*Stored items*:
▬▬▬▬▬▬▬▬▬▬

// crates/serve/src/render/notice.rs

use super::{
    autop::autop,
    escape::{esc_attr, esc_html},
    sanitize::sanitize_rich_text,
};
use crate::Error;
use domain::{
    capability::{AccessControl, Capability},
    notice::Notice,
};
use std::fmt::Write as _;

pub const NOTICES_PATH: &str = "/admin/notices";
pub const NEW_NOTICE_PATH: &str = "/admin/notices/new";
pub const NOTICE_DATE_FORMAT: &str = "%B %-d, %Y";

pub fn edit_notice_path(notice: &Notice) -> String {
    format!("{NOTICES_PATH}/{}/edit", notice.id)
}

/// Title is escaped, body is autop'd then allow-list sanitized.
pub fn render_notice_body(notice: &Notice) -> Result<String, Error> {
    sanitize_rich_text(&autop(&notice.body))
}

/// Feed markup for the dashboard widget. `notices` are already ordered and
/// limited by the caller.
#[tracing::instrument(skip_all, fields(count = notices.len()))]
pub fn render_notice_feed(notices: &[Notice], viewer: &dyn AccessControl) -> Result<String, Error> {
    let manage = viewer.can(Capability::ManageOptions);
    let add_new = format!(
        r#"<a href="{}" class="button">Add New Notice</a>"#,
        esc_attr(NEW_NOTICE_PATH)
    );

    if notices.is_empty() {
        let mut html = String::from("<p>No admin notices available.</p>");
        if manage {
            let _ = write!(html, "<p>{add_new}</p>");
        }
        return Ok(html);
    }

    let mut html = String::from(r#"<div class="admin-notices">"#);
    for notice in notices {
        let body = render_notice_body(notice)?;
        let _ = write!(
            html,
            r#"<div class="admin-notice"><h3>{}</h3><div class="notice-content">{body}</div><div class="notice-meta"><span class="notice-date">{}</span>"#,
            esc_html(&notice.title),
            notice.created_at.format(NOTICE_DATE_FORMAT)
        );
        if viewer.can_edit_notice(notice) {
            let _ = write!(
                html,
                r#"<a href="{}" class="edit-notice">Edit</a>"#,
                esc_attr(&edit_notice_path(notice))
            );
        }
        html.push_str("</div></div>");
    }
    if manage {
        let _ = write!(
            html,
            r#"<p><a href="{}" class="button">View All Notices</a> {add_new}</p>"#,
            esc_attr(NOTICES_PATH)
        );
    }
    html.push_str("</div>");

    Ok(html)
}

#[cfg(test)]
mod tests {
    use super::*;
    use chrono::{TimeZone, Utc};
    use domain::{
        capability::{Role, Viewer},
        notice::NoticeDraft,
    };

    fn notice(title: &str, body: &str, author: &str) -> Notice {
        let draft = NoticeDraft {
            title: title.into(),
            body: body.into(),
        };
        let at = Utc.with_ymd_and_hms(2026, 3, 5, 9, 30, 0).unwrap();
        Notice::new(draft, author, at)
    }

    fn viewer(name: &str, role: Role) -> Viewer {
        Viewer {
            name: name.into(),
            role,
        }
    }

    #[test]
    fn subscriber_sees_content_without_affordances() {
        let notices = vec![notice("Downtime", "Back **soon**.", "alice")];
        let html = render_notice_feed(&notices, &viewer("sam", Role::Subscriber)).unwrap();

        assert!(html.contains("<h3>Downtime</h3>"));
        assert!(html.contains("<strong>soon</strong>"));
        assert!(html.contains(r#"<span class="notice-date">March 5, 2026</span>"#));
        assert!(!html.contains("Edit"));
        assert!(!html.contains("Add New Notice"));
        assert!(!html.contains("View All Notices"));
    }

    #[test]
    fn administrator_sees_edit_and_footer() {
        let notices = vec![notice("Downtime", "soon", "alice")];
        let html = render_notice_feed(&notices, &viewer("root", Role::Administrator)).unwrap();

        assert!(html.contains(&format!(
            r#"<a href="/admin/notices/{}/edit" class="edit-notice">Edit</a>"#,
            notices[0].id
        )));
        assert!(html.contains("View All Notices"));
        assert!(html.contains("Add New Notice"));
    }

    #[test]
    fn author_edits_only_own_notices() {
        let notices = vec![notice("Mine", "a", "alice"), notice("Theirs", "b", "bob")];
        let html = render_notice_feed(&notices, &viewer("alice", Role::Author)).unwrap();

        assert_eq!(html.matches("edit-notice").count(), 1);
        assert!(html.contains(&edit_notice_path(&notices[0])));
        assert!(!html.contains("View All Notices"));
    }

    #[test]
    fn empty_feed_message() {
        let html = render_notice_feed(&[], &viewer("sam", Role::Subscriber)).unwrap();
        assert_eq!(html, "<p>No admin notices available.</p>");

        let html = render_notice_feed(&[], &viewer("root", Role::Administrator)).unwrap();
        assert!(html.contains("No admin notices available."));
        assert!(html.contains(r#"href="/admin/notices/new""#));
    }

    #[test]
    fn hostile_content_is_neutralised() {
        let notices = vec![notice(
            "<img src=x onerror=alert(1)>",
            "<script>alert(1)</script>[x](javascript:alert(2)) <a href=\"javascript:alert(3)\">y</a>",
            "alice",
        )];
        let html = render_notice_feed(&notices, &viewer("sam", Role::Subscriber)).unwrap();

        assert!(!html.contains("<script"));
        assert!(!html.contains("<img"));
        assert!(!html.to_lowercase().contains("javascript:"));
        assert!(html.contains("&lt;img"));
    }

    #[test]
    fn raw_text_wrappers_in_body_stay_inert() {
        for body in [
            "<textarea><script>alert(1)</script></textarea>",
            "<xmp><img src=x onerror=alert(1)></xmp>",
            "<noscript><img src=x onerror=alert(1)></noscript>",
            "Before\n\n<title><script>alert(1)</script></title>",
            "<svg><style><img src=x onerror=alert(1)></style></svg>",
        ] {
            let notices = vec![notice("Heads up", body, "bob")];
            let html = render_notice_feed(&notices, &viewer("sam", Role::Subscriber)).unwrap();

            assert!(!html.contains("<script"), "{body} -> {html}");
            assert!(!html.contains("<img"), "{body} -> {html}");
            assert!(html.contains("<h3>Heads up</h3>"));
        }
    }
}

▬▬▬▬▬▬▬▬▬▬

*Task instructions*: Which lines above include the word "href"? Return each one.

*Answer area*:
        r#"<a href="{}" class="button">Add New Notice</a>"#,
                r#"<a href="{}" class="edit-notice">Edit</a>"#,
            r#"<p><a href="{}" class="button">View All Notices</a> {add_new}</p>"#,
            r#"<a href="/admin/notices/{}/edit" class="edit-notice">Edit</a>"#,
        assert!(html.contains(r#"href="/admin/notices/new""#));
            "<script>alert(1)</script>[x](javascript:alert(2)) <a href=\"javascript:alert(3)\">y</a>",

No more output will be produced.